From the listing below, retype exactly the line holding "let pose = pose.compute_transform();", the line holding "for (state, mut", and the lines between them; skip everything else.

*INFORMATION GIVEN:*
- - -

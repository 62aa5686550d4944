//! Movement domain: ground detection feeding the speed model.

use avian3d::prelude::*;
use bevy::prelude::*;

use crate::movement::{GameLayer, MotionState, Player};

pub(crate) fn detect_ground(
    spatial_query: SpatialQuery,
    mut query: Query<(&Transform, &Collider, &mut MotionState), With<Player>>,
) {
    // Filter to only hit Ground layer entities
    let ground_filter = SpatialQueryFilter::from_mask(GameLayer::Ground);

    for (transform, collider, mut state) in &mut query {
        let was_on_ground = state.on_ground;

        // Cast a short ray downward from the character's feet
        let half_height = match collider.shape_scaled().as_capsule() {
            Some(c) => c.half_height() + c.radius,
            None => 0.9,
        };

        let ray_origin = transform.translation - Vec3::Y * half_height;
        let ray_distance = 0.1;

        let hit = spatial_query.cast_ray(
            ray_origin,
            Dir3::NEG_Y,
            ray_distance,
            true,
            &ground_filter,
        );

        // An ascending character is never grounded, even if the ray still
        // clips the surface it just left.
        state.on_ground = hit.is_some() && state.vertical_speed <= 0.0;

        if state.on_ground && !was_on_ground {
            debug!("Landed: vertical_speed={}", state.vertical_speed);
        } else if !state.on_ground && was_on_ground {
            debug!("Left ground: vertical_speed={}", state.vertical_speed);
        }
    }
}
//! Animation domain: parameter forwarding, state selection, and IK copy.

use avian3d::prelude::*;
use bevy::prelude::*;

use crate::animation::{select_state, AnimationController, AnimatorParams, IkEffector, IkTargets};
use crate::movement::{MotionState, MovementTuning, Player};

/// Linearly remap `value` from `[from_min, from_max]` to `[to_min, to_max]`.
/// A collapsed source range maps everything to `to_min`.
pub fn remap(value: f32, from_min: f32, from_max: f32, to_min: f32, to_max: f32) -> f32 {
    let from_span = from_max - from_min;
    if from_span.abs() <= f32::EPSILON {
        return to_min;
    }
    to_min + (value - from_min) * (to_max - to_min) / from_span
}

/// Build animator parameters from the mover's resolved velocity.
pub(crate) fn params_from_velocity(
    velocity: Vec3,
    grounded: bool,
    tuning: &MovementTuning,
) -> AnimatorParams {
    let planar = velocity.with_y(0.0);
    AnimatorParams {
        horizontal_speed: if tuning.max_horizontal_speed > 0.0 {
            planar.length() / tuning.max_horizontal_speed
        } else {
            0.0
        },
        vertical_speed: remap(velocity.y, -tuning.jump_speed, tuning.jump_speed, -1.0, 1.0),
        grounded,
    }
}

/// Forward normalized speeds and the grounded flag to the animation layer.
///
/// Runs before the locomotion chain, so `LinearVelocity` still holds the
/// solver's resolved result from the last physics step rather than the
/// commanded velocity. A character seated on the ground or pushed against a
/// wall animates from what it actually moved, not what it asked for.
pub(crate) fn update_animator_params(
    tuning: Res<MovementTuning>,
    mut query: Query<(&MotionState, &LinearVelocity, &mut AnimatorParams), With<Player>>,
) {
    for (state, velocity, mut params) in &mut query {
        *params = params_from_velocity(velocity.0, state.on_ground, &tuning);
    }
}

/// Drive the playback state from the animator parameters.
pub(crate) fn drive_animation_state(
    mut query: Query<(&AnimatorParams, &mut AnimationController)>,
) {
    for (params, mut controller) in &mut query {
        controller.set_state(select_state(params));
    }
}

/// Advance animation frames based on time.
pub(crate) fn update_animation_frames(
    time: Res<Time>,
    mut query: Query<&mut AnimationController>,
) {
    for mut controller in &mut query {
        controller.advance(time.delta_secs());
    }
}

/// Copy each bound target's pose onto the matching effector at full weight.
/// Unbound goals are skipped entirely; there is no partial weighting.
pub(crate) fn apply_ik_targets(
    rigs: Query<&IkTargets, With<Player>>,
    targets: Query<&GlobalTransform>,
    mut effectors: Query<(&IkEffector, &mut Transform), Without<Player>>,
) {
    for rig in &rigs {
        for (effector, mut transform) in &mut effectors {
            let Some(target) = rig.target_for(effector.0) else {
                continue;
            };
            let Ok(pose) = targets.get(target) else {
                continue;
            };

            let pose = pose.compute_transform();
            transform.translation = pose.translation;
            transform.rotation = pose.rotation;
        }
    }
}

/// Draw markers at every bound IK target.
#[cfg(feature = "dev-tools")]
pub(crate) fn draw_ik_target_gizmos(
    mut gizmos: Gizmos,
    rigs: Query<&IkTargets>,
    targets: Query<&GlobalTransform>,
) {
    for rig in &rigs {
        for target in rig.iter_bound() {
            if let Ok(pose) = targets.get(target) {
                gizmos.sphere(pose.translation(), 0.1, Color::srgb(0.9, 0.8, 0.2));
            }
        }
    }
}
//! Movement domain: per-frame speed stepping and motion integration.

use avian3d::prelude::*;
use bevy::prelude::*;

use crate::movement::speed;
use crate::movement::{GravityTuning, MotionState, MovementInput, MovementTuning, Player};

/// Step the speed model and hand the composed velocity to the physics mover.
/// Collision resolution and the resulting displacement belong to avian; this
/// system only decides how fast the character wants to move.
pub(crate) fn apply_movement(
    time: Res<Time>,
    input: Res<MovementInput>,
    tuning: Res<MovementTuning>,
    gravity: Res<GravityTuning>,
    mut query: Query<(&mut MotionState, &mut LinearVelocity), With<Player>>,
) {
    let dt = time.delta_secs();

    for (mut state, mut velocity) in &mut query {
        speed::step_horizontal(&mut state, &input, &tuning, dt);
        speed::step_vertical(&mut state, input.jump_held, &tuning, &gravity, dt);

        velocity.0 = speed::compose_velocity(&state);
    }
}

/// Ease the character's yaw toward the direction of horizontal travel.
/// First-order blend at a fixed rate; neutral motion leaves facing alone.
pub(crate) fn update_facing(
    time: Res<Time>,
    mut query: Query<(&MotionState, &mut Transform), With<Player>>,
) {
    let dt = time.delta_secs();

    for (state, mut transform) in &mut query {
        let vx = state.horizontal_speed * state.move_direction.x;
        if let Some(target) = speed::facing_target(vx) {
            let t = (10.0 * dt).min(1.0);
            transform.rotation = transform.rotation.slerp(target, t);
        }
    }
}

- - -

*TASK RESPONSE:*
            let pose = pose.compute_transform();
            transform.translation = pose.translation;
            transform.rotation = pose.rotation;
        }
    }
}

/// Draw markers at every bound IK target.
#[cfg(feature = "dev-tools")]
pub(crate) fn draw_ik_target_gizmos(
    mut gizmos: Gizmos,
    rigs: Query<&IkTargets>,
    targets: Query<&GlobalTransform>,
) {
    for rig in &rigs {
        for target in rig.iter_bound() {
            if let Ok(pose) = targets.get(target) {
                gizmos.sphere(pose.translation(), 0.1, Color::srgb(0.9, 0.8, 0.2));
            }
        }
    }
}
//! Movement domain: per-frame speed stepping and motion integration.

use avian3d::prelude::*;
use bevy::prelude::*;

use crate::movement::speed;
use crate::movement::{GravityTuning, MotionState, MovementInput, MovementTuning, Player};

/// Step the speed model and hand the composed velocity to the physics mover.
/// Collision resolution and the resulting displacement belong to avian; this
/// system only decides how fast the character wants to move.
pub(crate) fn apply_movement(
    time: Res<Time>,
    input: Res<MovementInput>,
    tuning: Res<MovementTuning>,
    gravity: Res<GravityTuning>,
    mut query: Query<(&mut MotionState, &mut LinearVelocity), With<Player>>,
) {
    let dt = time.delta_secs();

    for (mut state, mut velocity) in &mut query {
        speed::step_horizontal(&mut state, &input, &tuning, dt);
        speed::step_vertical(&mut state, input.jump_held, &tuning, &gravity, dt);

        velocity.0 = speed::compose_velocity(&state);
    }
}

/// Ease the character's yaw toward the direction of horizontal travel.
/// First-order blend at a fixed rate; neutral motion leaves facing alone.
pub(crate) fn update_facing(
    time: Res<Time>,
    mut query: Query<(&MotionState, &mut Transform), With<Player>>,
) {
    let dt = time.delta_secs();

    for (state, mut transform) in &mut query {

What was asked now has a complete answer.